**WHAT IS EXPECTED:**
The full data must be written out exactly, with every line included.

**DATA SHOWN:**
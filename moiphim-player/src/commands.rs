//! Line commands understood by the demo binary.

use anyhow::{Context, bail};

use moiphim_player::domains::player::{Panel, Point};
use moiphim_player::{Key, PlayerMessage};

#[derive(Debug, Clone, PartialEq)]
pub enum Command {
    Send(Vec<PlayerMessage>),
    Hold { at: Point, millis: u64 },
    Wait(u64),
    View,
    Help,
    Quit,
}

pub const HELP: &str = "\
commands:
  tap X Y            quick tap at (X, Y)
  hold X Y MS        press at (X, Y) for MS milliseconds
  wait MS            let MS milliseconds pass
  play | pause       toggle playback
  seek F             drag the seek bar to fraction F (0..1)
  jump back|fwd      skip 15 seconds
  next | prev        change episode
  episode N          pick episode N (0-based)
  server N           pick server N (0-based)
  rate R             set playback speed
  panel episodes|servers|settings
  close episodes|servers|settings
  key NAME           press a key (space toggles play)
  embed | reload     switch render path
  fullscreen | back
  view | help | quit";

pub fn parse(line: &str) -> anyhow::Result<Command> {
    let mut words = line.split_whitespace();
    let Some(head) = words.next() else {
        return Ok(Command::Send(Vec::new()));
    };
    let args: Vec<&str> = words.collect();

    let send = |message| Ok(Command::Send(vec![message]));
    match (head, args.as_slice()) {
        ("tap", [x, y]) => {
            let at = point(x, y)?;
            Ok(Command::Send(vec![
                PlayerMessage::PointerDown(at),
                PlayerMessage::PointerUp(at),
            ]))
        }
        ("hold", [x, y, ms]) => Ok(Command::Hold {
            at: point(x, y)?,
            millis: ms.parse().context("hold duration")?,
        }),
        ("wait", [ms]) => Ok(Command::Wait(ms.parse().context("wait duration")?)),
        ("play" | "pause", []) => send(PlayerMessage::PlayPause),
        ("seek", [fraction]) => {
            let fraction: f64 = fraction.parse().context("seek fraction")?;
            Ok(Command::Send(vec![
                PlayerMessage::SeekBarPressed,
                PlayerMessage::SeekBarMoved(fraction),
                PlayerMessage::SeekBarReleased(fraction),
            ]))
        }
        ("jump", ["back"]) => send(PlayerMessage::SkipBackward),
        ("jump", ["fwd"]) => send(PlayerMessage::SkipForward),
        ("next", []) => send(PlayerMessage::NextEpisode),
        ("prev", []) => send(PlayerMessage::PreviousEpisode),
        ("episode", [n]) => send(PlayerMessage::SelectEpisode(n.parse().context("episode index")?)),
        ("server", [n]) => send(PlayerMessage::SelectServer(n.parse().context("server index")?)),
        ("rate", [rate]) => send(PlayerMessage::SetPlaybackSpeed(
            rate.parse().context("playback rate")?,
        )),
        ("panel", [name]) => send(match panel(name)? {
            Panel::Episodes => PlayerMessage::ToggleEpisodePanel,
            Panel::Servers => PlayerMessage::ToggleServerPanel,
            Panel::Settings => PlayerMessage::ToggleSettingsPanel,
        }),
        ("close", [name]) => send(PlayerMessage::ClosePanel(panel(name)?)),
        ("key", [name]) => send(PlayerMessage::KeyPressed(Key::parse(name))),
        ("embed", []) => send(PlayerMessage::UseEmbedFallback),
        ("reload", []) => send(PlayerMessage::Reload),
        ("fullscreen", []) => send(PlayerMessage::ToggleFullscreen),
        ("back", []) => send(PlayerMessage::NavigateBack),
        ("view", []) => Ok(Command::View),
        ("help", []) => Ok(Command::Help),
        ("quit" | "exit", []) => Ok(Command::Quit),
        _ => bail!("unrecognized command: {line:?} (try `help`)"),
    }
}

fn point(x: &str, y: &str) -> anyhow::Result<Point> {
    Ok(Point::new(
        x.parse().context("x coordinate")?,
        y.parse().context("y coordinate")?,
    ))
}

fn panel(name: &str) -> anyhow::Result<Panel> {
    match name {
        "episodes" => Ok(Panel::Episodes),
        "servers" => Ok(Panel::Servers),
        "settings" => Ok(Panel::Settings),
        other => bail!("unknown panel {other:?}"),
    }
}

**TASK RESPONSE:**
filename moiphim-player/src/commands.rs
//! Line commands understood by the demo binary.

use anyhow::{Context, bail};

use moiphim_player::domains::player::{Panel, Point};
use moiphim_player::{Key, PlayerMessage};

#[derive(Debug, Clone, PartialEq)]
pub enum Command {
    Send(Vec<PlayerMessage>),
    Hold { at: Point, millis: u64 },
    Wait(u64),
    View,
    Help,
    Quit,
}

pub const HELP: &str = "\
commands:
  tap X Y            quick tap at (X, Y)
  hold X Y MS        press at (X, Y) for MS milliseconds
  wait MS            let MS milliseconds pass
  play | pause       toggle playback
  seek F             drag the seek bar to fraction F (0..1)
  jump back|fwd      skip 15 seconds
  next | prev        change episode
  episode N          pick episode N (0-based)
  server N           pick server N (0-based)
  rate R             set playback speed
  panel episodes|servers|settings
  close episodes|servers|settings
  key NAME           press a key (space toggles play)
  embed | reload     switch render path
  fullscreen | back
  view | help | quit";

pub fn parse(line: &str) -> anyhow::Result<Command> {
    let mut words = line.split_whitespace();
    let Some(head) = words.next() else {
        return Ok(Command::Send(Vec::new()));
    };
    let args: Vec<&str> = words.collect();

    let send = |message| Ok(Command::Send(vec![message]));
    match (head, args.as_slice()) {
        ("tap", [x, y]) => {
            let at = point(x, y)?;
            Ok(Command::Send(vec![
                PlayerMessage::PointerDown(at),
                PlayerMessage::PointerUp(at),
            ]))
        }
        ("hold", [x, y, ms]) => Ok(Command::Hold {
            at: point(x, y)?,
            millis: ms.parse().context("hold duration")?,
        }),
        ("wait", [ms]) => Ok(Command::Wait(ms.parse().context("wait duration")?)),
        ("play" | "pause", []) => send(PlayerMessage::PlayPause),
        ("seek", [fraction]) => {
            let fraction: f64 = fraction.parse().context("seek fraction")?;
            Ok(Command::Send(vec![
                PlayerMessage::SeekBarPressed,
                PlayerMessage::SeekBarMoved(fraction),
                PlayerMessage::SeekBarReleased(fraction),
            ]))
        }
        ("jump", ["back"]) => send(PlayerMessage::SkipBackward),
        ("jump", ["fwd"]) => send(PlayerMessage::SkipForward),
        ("next", []) => send(PlayerMessage::NextEpisode),
        ("prev", []) => send(PlayerMessage::PreviousEpisode),
        ("episode", [n]) => send(PlayerMessage::SelectEpisode(n.parse().context("episode index")?)),
        ("server", [n]) => send(PlayerMessage::SelectServer(n.parse().context("server index")?)),
        ("rate", [rate]) => send(PlayerMessage::SetPlaybackSpeed(
            rate.parse().context("playback rate")?,
        )),
        ("panel", [name]) => send(match panel(name)? {
            Panel::Episodes => PlayerMessage::ToggleEpisodePanel,
            Panel::Servers => PlayerMessage::ToggleServerPanel,
            Panel::Settings => PlayerMessage::ToggleSettingsPanel,
        }),
        ("close", [name]) => send(PlayerMessage::ClosePanel(panel(name)?)),
        ("key", [name]) => send(PlayerMessage::KeyPressed(Key::parse(name))),
        ("embed", []) => send(PlayerMessage::UseEmbedFallback),
        ("reload", []) => send(PlayerMessage::Reload),
        ("fullscreen", []) => send(PlayerMessage::ToggleFullscreen),
        ("back", []) => send(PlayerMessage::NavigateBack),
        ("view", []) => Ok(Command::View),
        ("help", []) => Ok(Command::Help),
        ("quit" | "exit", []) => Ok(Command::Quit),
        _ => bail!("unrecognized command: {line:?} (try `help`)"),
    }
}

fn point(x: &str, y: &str) -> anyhow::Result<Point> {
    Ok(Point::new(
        x.parse().context("x coordinate")?,
        y.parse().context("y coordinate")?,
    ))
}

fn panel(name: &str) -> anyhow::Result<Panel> {
    match name {
        "episodes" => Ok(Panel::Episodes),
        "servers" => Ok(Panel::Servers),
        "settings" => Ok(Panel::Settings),
        other => bail!("unknown panel {other:?}"),
    }
}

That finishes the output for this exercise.